« Un bébé, ça coûte cher, ça vous réveille la nuit, mais ça présente beaucoup d'attraits, alors que devant le corps délabré des personnes âgées, le regard a une certaine tendance à se détourner », résume, lapidaire, le docteur Jean Maisondieu. Ce constat explique sans doute, pour partie, le décalage entre le scandale provoqué par les maltraitances infantiles et la relative occultation des mauvais traitements infligés aux vieillards, déclare le psychiatre, récemment convié, par le Centre de formation et de recherche à la relation d'aide et de soins (Cefras), à une journée d'étude sur les maltraitances des personnes adultes dépendantes (1).
« Un enfant compte pour ce qu'il est, poursuit le psychiatre, alors que le vieillard ne compte plus que pour ce qu'il a, en biens matériels et en pouvoir. » S'il ne possède rien et coûte cher à sa famille et à la société, sa situation devient alors très délicate, estime le médecin.
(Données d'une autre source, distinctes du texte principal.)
//! Integration test harness for stoch.
//!
//! Shared models and checks for the end-to-end tests under `tests/`. Every
//! helper panics with the failing operation on error, so tests read as a
//! sequence of calls and assertions.

use stoch_foundation::{DType, Key, Value};
use stoch_ir::Atom;
use stoch_runtime::{
    bernoulli, flip, logsumexp, normal, ChoiceMap, Context, Enumeration, Error, Measure, Program, ProbabilisticStager,
    Trace,
};
use tracing::debug;

/// Test harness around one seeded context.
pub struct TestHarness {
    ctx: Context,
}

impl TestHarness {
    /// A harness whose draws all derive from `seed`.
    pub fn seeded(seed: u64) -> Self {
        stoch_tools::init_test_logging();
        Self {
            ctx: Context::seeded(Key::new(seed)),
        }
    }

    /// A harness without entropy, for deterministic operations only.
    pub fn unseeded() -> Self {
        stoch_tools::init_test_logging();
        Self { ctx: Context::new() }
    }

    pub fn ctx(&mut self) -> &mut Context {
        &mut self.ctx
    }

    /// # Panics
    ///
    /// Panics if simulation fails.
    pub fn simulate(&mut self, program: &Program, args: &[Value]) -> Trace {
        program
            .simulate(&mut self.ctx, args)
            .unwrap_or_else(|err| panic!("simulate {} failed: {}", program.name(), err))
    }

    /// Log density of `choices`.
    ///
    /// # Panics
    ///
    /// Panics if assessment fails.
    pub fn assess(&mut self, program: &Program, args: &[Value], choices: &ChoiceMap) -> f64 {
        program
            .assess(&mut self.ctx, args, choices)
            .unwrap_or_else(|err| panic!("assess {} failed: {}", program.name(), err))
            .0
    }

    /// # Panics
    ///
    /// Panics if enumeration fails.
    pub fn enumerate(&mut self, measure: &Measure, args: &[Value]) -> Enumeration {
        measure
            .enumerate(&mut self.ctx, args)
            .unwrap_or_else(|err| panic!("enumerate {} failed: {}", measure.name(), err))
    }

    /// # Panics
    ///
    /// Panics if elimination fails.
    pub fn eliminate(&mut self, measure: &Measure, args: &[Value]) -> Enumeration {
        measure
            .eliminate(&mut self.ctx, args)
            .unwrap_or_else(|err| panic!("eliminate {} failed: {}", measure.name(), err))
    }

    /// `log Σ p(choices)` over every assignment of the boolean `addresses`,
    /// computed one `assess` at a time.
    pub fn brute_force_log_marginal(&mut self, program: &Program, args: &[Value], addresses: &[String]) -> f64 {
        let k = addresses.len();
        let mut terms = Vec::with_capacity(1 << k);
        for bits in 0..1usize << k {
            let choices = ChoiceMap::from_values(
                addresses
                    .iter()
                    .enumerate()
                    .map(|(i, addr)| (addr.as_str(), Value::bool((bits >> (k - 1 - i)) & 1 == 1))),
            );
            terms.push(self.assess(program, args, &choices));
        }
        let total = logsumexp(&terms);
        debug!(program = %program.name(), assignments = terms.len(), total, "brute force marginal");
        total
    }
}

/// Assert `|a - b| <= tol`.
#[track_caller]
pub fn assert_close(a: f64, b: f64, tol: f64) {
    assert!(
        (a - b).abs() <= tol || a == b,
        "expected {} to be within {} of {}",
        a,
        tol,
        b
    );
}

/// `x ~ Bernoulli(0.5)`, `y ~ Bernoulli(0.3)`, observe `x AND y`.
pub fn and_model() -> Program {
    stoch_runtime::gen("and", |s, _| {
        let x = s.choose("x", &bernoulli(), &[Atom::from(0.5)])?;
        let y = s.choose("y", &bernoulli(), &[Atom::from(0.3)])?;
        let both = s.and(&x, &y)?;
        let p = s.select(&both, 1.0, 0.0)?;
        s.observe(&bernoulli(), Value::bool(true), &[p])?;
        Ok(vec![x, y])
    })
}

/// `a → b` through a noisy copy, and an unrelated `c`.
pub fn chain_model() -> Program {
    stoch_runtime::gen("chain", |s, _| {
        let a = s.choose("a", &bernoulli(), &[Atom::from(0.5)])?;
        let p = s.select(&a, 0.9, 0.1)?;
        let b = s.choose("b", &bernoulli(), &[p])?;
        let c = s.choose("c", &bernoulli(), &[Atom::from(0.2)])?;
        Ok(vec![b, c])
    })
}

/// Addresses `c0 .. c{k-1}` of [`coins_model`].
pub fn coin_addresses(k: usize) -> Vec<String> {
    (0..k).map(|i| format!("c{}", i)).collect()
}

/// `k` biased coins whose head count is observed noisily at `1.5`.
pub fn coins_model(k: usize) -> Program {
    stoch_runtime::gen(format!("coins{}", k), move |s, _| {
        let mut count = Atom::from(0.0);
        let mut coins = Vec::with_capacity(k);
        for (i, addr) in coin_addresses(k).iter().enumerate() {
            let p = 0.2 + 0.6 * i as f64 / k.max(1) as f64;
            let c = s.choose(addr, &bernoulli(), &[Atom::from(p)])?;
            let cf = s.convert(&c, DType::F64)?;
            count = s.add(&count, &cf)?;
            coins.push(c);
        }
        s.observe(&normal(), Value::f64(1.5), &[count, Atom::from(1.0)])?;
        Ok(coins)
    })
}

/// `x ~ Normal(mean, 1)`, `y ~ Normal(x, 0.5)`.
pub fn gaussian_model() -> Program {
    stoch_runtime::gen("gaussian", |s, xs| {
        let x = s.choose("x", &normal(), &[xs[0].clone(), Atom::from(1.0)])?;
        let y = s.choose("y", &normal(), &[x.clone(), Atom::from(0.5)])?;
        Ok(vec![y])
    })
}

/// Untraced draws inside a two-way branch on the argument, followed by a
/// traced coin. The branches draw different numbers of values.
pub fn branching_model() -> Program {
    stoch_runtime::gen("branching", |s, xs| {
        let drawn = s.if_else::<Error, _, _>(
            &xs[0],
            &[],
            |s, _| Ok(vec![s.sample(&normal(), &[Atom::from(0.0), Atom::from(1.0)])?]),
            |s, _| {
                let a = s.sample(&normal(), &[Atom::from(0.0), Atom::from(1.0)])?;
                let b = s.sample(&normal(), &[Atom::from(0.0), Atom::from(1.0)])?;
                Ok(vec![s.add(&a, &b)?])
            },
        )?;
        let z = s.choose("z", &bernoulli(), &[Atom::from(0.5)])?;
        Ok(vec![drawn[0].clone(), z])
    })
}

/// `x ~ flip`; `0.5` is observed under `normal(0, 1)` only when `x` holds.
pub fn gated_observation_model() -> Program {
    stoch_runtime::gen("gated_observation", |s, _| {
        let x = s.choose("x", &flip(), &[])?;
        let gated = s.if_else::<Error, _, _>(
            &x,
            &[],
            |s, _| {
                s.observe(&normal(), Value::f64(0.5), &[Atom::from(0.0), Atom::from(1.0)])?;
                Ok(vec![Atom::from(1.0)])
            },
            |_, _| Ok(vec![Atom::from(0.0)]),
        )?;
        Ok(vec![x, gated[0].clone()])
    })
}

/// `x ~ flip`, then `y` is drawn around 0 when `x` holds. Otherwise `y` is
/// drawn around 10 when `shared_address` is set, and `z` around 10 when not.
pub fn branch_choice_model(shared_address: bool) -> Program {
    let other = if shared_address { "y" } else { "z" };
    stoch_runtime::gen("branch_choice", move |s, _| {
        let x = s.choose("x", &flip(), &[])?;
        let drawn = s.if_else::<Error, _, _>(
            &x,
            &[],
            |s, _| Ok(vec![s.choose("y", &normal(), &[Atom::from(0.0), Atom::from(1.0)])?]),
            |s, _| Ok(vec![s.choose(other, &normal(), &[Atom::from(10.0), Atom::from(1.0)])?]),
        )?;
        Ok(vec![x, drawn[0].clone()])
    })
}

#[cfg(test)]
mod tests {
    use super::*;

    #[test]
    fn test_brute_force_of_independent_coins_is_zero() {
        let program = stoch_runtime::gen("free", |s, _| {
            let a = s.choose("a", &bernoulli(), &[Atom::from(0.3)])?;
            let b = s.choose("b", &bernoulli(), &[Atom::from(0.6)])?;
            Ok(vec![a, b])
        });
        let mut h = TestHarness::unseeded();
        let total = h.brute_force_log_marginal(&program, &[], &["a".to_string(), "b".to_string()]);
        assert_close(total, 0.0, 1e-12);
    }
}
//! Exact enumeration, tagged elimination and the reflective rewrites feeding them.

use stoch_foundation::Value;
use stoch_ir::Atom;
use stoch_runtime::distributions::{attach_discretization, normal_grid_around_mean};
use stoch_runtime::{bernoulli, categorical, gen, normal, sel, ChoiceMap, Error, ProbabilisticStager};
use stoch_tests::{and_model, assert_close, chain_model, coin_addresses, coins_model, TestHarness};

#[test]
fn test_two_coin_conjunction() {
    let mut h = TestHarness::unseeded();
    let measure = and_model().project(ChoiceMap::empty()).unwrap();
    let e = h.enumerate(&measure, &[]);
    assert_eq!(e.len(), 4);

    // Rows are (F,F), (F,T), (T,F), (T,T).
    assert_eq!(e.choices_at(0).unwrap().value("x"), Some(&Value::bool(false)));
    assert_eq!(e.choices_at(3).unwrap().value("y"), Some(&Value::bool(true)));
    assert_eq!(&e.scores[..3], &[f64::NEG_INFINITY; 3]);
    assert_close(e.scores[3], (0.5f64 * 0.3).ln(), 1e-12);
    assert_close(e.log_normalizer(), 0.15f64.ln(), 1e-12);
    assert_eq!(e.retval_at(3).unwrap(), vec![Value::bool(true), Value::bool(true)]);
}

/// `k` binary choices give `2^k` rows whose total mass matches brute force.
#[test]
fn test_enumeration_is_complete() {
    let mut h = TestHarness::unseeded();
    for k in 1..=6 {
        let program = coins_model(k);
        let e = program.enumerate(h.ctx(), &[]).unwrap();
        assert_eq!(e.len(), 1 << k);
        let exact = h.brute_force_log_marginal(&program, &[], &coin_addresses(k));
        assert_close(e.log_normalizer(), exact, 1e-9);

        let mut rows: Vec<Vec<bool>> = (0..e.len())
            .map(|i| {
                let c = e.choices_at(i).unwrap();
                coin_addresses(k)
                    .iter()
                    .map(|a| c.value(a).and_then(Value::as_bool).unwrap())
                    .collect()
            })
            .collect();
        rows.dedup();
        assert_eq!(rows.len(), 1 << k);
    }
}

/// Tagged elimination returns the same table as enumeration.
#[test]
fn test_elimination_agrees_with_enumeration() {
    let mut h = TestHarness::unseeded();
    let program = gen("mixture", |s, _| {
        let probs = s.constant(Value::from_f64s(&[0.2, 0.5, 0.3]));
        let k = s.choose("k", &categorical(), &[probs])?;
        let means = s.constant(Value::from_f64s(&[-1.0, 0.0, 2.0]));
        let mean = s.index(&means, &k)?;
        let flip = s.choose("flip", &bernoulli(), &[Atom::from(0.4)])?;
        let shift = s.select(&flip, 0.5, 0.0)?;
        let loc = s.add(&mean, &shift)?;
        s.observe(&normal(), Value::f64(0.3), &[loc.clone(), Atom::from(1.0)])?;
        Ok(vec![loc])
    });
    for constraint in [ChoiceMap::empty(), ChoiceMap::from_values([("flip", Value::bool(true))])] {
        let measure = program.project(constraint).unwrap();
        let a = h.enumerate(&measure, &[]);
        let b = h.eliminate(&measure, &[]);
        assert_eq!(a.len(), b.len());
        for (x, y) in a.scores.iter().zip(&b.scores) {
            assert_close(*x, *y, 1e-12);
        }
        assert_eq!(a.choices, b.choices);
        assert!(a.retval[0].all_close(&b.retval[0], 1e-12));
    }
}

#[test]
fn test_constraints_shrink_the_table() {
    let mut h = TestHarness::unseeded();
    let measure = chain_model()
        .project(ChoiceMap::from_values([("b", Value::bool(true))]))
        .unwrap();
    let e = h.enumerate(&measure, &[]);
    // a and c stay free.
    assert_eq!(e.len(), 4);
    assert!(e.choices.get("b").is_none());
    // p(b = true) = 0.5 * 0.9 + 0.5 * 0.1
    assert_close(e.log_normalizer(), 0.5f64.ln(), 1e-12);
}

/// A continuous latent, discretised onto a grid, has its posterior mode at
/// the grid point nearest the analytic posterior mean.
#[test]
fn test_discretized_posterior_mode() {
    let gridded = attach_discretization(normal(), normal_grid_around_mean(3.0, 7));
    let program = gen("regression", move |s, _| {
        let x = s.choose("x", &gridded, &[Atom::from(0.0), Atom::from(1.0)])?;
        let y = s.choose("y", &normal(), &[x.clone(), Atom::from(0.5)])?;
        Ok(vec![y])
    });

    let mut h = TestHarness::unseeded();
    let continuous = program.project(ChoiceMap::empty()).unwrap();
    let err = continuous.enumerate(h.ctx(), &[]).unwrap_err();
    assert!(matches!(err, Error::NotEnumerable { .. }));

    // Posterior mean of x given y = 1 is 0.8; the grid is -3, -2, ..., 3.
    let discrete = program.discretize(&[], &sel("x")).unwrap();
    let measure = discrete
        .project(ChoiceMap::from_values([("y", Value::f64(1.0))]))
        .unwrap();
    let e = h.enumerate(&measure, &[]);
    assert_eq!(e.len(), 7);
    let best = e.argmax().unwrap();
    assert_eq!(e.choices_at(best).unwrap().value("x"), Some(&Value::f64(1.0)));
    let total: f64 = e.posterior().iter().sum();
    assert_close(total, 1.0, 1e-12);

    // Discretising the measure instead of the program gives the same table.
    let via_measure = program
        .project(ChoiceMap::from_values([("y", Value::f64(1.0))]))
        .unwrap()
        .discretize(&sel("x"))
        .unwrap();
    assert_eq!(h.enumerate(&via_measure, &[]).scores, e.scores);
}

#[test]
fn test_discretize_without_grid() {
    let err = chain_model().discretize(&[], &sel("a")).unwrap_err();
    assert!(matches!(err, Error::SelectionMismatch { ref address, .. } if address == "a"));
}

/// The blanket of `a` keeps its child `b` as evidence and fixes `c`.
#[test]
fn test_blanket_posterior() {
    let mut h = TestHarness::seeded(21);
    let program = chain_model();
    let trace = h.simulate(&program, &[]);
    let b = trace.value("b").and_then(|v| v.as_bool()).unwrap();

    let blanket = trace.blanket(&sel("a")).unwrap();
    assert!(blanket.constraint().get("b").is_some());
    let e = h.enumerate(&blanket, &[]);
    assert_eq!(e.len(), 2);
    assert!(e.choices.get("c").is_none());

    let p_true = e.posterior()[1];
    let expected = if b { 0.9 } else { 0.1 };
    assert_close(p_true, expected, 1e-12);
}

#[test]
fn test_enumeration_json() {
    let mut h = TestHarness::unseeded();
    let e = h.enumerate(&and_model().project(ChoiceMap::empty()).unwrap(), &[]);
    let json = e.to_json().unwrap();
    assert!(json.contains("\"x\""));
    assert!(json.contains("\"scores\""));
}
Il qualifie de « maltraitance sociale collective » l'inégalité de fait entre un jeune, qu'on cherchera à sauver à tout prix, et un vieux qu'on aiderait bien à mourir - « dans la dignité » bien sûr -, car il est considéré comme un poids pour la collectivité.
C'est sur ce terreau de dévalorisation du grand âge que s'enracinent les maltraitances, estime Jean Maisondieu. Sa vulnérabilité fait du vieillard la victime désignée des abus de pouvoir de ceux qui s'occupent de lui, sans le voir autrement qu'un « objet gagne-pain, une bouche inutile ou un déchet encombrant ». En outre, rappelant, par sa simple présence, que la mort constitue la fin inéluctable de la vie, la personne âgée « fait horreur et peur, et risque d'être prise en abjection, ce qui facilite encore la survenue de maltraitances ».
Qu'elles soient le fait des familles, des institutions ou des professionnels, les maltraitances à l'égard des personnes adultes dépendantes relèvent de problématiques identiques. « Mais le contexte de leur survenue en modifie plus ou moins l'expression, selon l'importance des jeux de pouvoir ou la place laissée aux facteurs affectifs dans les relations entre maltraitants et maltraités », précise le psychiatre.
La très grande majorité des personnes âgées vivant toujours à domicile, les phénomènes de maltraitance sont essentiellement le fait de familiers. C'est en tout cas ce qui ressort d'une enquête, réalisée auprès des 13 centres d'écoute Allô maltraitance des personnes âgées (Alma) (2), citée par Robert Hugonot, médecin gérontologue, créateur de ce réseau :70 % des signalements transmis à ces permanences téléphoniques concernent les familles.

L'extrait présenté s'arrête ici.